Task description =
For each line below that contains the word "JwtService", make a copy.

== Information shown ==

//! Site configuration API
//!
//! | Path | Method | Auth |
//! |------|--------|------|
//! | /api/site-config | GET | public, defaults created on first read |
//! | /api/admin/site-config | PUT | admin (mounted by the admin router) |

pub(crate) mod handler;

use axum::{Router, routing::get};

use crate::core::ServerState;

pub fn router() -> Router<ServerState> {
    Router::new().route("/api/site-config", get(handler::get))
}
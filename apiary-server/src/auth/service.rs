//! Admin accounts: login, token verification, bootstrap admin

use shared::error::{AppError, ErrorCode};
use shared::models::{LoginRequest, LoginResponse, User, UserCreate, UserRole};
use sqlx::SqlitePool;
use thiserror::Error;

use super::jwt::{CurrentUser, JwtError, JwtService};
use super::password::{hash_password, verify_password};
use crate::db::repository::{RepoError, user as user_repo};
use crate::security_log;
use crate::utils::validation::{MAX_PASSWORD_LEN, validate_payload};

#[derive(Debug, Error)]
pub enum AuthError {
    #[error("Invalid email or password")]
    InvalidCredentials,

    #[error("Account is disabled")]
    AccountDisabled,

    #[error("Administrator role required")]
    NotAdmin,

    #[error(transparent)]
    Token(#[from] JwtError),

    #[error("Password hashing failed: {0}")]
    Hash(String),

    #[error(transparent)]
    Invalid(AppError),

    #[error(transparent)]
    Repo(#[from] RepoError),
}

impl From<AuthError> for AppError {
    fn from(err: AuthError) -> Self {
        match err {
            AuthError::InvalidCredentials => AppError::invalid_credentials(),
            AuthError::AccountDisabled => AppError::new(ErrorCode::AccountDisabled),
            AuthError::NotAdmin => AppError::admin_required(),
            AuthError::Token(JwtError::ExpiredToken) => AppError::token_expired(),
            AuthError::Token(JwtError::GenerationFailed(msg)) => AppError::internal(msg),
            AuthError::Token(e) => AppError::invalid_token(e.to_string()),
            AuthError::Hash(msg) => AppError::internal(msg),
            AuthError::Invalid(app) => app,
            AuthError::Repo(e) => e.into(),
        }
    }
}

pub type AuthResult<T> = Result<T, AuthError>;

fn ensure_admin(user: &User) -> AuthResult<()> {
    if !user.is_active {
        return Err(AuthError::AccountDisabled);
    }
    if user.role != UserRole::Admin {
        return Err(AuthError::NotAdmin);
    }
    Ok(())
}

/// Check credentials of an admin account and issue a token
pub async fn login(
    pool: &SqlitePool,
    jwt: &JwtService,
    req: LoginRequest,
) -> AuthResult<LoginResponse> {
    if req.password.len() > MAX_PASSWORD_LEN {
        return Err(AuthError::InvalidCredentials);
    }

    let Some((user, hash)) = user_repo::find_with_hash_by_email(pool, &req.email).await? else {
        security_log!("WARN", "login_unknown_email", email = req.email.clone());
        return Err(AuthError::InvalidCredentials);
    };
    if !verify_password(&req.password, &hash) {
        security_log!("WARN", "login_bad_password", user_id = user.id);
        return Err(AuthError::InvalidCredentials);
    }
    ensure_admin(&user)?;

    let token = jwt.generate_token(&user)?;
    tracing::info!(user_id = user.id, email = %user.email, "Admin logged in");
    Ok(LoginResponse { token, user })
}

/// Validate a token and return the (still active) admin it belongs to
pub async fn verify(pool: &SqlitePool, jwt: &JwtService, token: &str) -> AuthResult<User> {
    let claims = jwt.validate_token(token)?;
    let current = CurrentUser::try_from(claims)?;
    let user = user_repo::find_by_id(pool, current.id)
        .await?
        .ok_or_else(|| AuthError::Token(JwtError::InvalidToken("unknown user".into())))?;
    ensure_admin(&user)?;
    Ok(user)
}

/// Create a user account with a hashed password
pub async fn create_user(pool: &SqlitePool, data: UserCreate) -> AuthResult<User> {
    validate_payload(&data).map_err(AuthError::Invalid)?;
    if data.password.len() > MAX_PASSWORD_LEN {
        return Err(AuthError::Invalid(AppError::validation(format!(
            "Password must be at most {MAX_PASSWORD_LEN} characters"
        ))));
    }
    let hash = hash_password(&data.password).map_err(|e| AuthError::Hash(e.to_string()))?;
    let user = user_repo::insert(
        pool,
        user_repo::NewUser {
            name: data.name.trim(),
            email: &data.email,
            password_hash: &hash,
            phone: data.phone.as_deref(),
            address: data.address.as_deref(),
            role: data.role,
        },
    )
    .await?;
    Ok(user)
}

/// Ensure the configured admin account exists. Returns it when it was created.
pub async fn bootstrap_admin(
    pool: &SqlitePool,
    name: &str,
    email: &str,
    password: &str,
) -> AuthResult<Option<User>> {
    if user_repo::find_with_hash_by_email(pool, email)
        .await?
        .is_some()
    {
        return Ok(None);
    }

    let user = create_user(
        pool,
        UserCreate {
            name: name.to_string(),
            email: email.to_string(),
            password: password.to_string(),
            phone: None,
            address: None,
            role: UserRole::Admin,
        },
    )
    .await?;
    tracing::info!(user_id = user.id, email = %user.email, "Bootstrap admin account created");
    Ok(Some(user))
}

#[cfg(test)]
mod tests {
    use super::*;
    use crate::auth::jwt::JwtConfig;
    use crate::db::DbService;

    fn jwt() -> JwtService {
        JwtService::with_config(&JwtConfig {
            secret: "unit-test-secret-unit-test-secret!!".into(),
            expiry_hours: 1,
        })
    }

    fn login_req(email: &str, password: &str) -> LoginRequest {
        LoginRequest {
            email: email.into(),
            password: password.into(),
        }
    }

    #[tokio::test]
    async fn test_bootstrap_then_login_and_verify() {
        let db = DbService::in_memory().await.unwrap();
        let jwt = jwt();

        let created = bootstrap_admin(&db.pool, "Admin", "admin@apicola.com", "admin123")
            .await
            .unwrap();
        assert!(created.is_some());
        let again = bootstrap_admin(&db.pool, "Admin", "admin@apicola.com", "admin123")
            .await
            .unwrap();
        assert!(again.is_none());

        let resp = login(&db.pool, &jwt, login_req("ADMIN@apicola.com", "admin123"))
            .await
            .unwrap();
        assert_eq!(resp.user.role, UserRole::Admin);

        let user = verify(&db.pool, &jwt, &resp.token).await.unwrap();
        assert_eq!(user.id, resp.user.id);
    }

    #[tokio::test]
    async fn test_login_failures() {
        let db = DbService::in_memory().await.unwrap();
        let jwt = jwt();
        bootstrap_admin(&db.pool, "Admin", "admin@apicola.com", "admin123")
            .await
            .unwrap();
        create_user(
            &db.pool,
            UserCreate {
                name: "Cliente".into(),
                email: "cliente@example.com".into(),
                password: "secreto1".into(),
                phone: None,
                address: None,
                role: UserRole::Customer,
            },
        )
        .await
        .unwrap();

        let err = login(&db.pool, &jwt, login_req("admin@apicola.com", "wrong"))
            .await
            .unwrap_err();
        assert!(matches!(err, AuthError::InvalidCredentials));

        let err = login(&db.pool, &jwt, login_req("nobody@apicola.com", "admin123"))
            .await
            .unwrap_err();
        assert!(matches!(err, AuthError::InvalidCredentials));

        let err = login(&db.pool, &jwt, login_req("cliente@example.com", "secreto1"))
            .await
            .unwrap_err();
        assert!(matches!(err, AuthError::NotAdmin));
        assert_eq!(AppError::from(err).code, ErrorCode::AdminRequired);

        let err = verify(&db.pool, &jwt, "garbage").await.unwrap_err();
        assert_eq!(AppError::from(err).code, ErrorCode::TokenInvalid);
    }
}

===

Written answer =
use super::jwt::{CurrentUser, JwtError, JwtService};
    jwt: &JwtService,
pub async fn verify(pool: &SqlitePool, jwt: &JwtService, token: &str) -> AuthResult<User> {
    fn jwt() -> JwtService {
        JwtService::with_config(&JwtConfig {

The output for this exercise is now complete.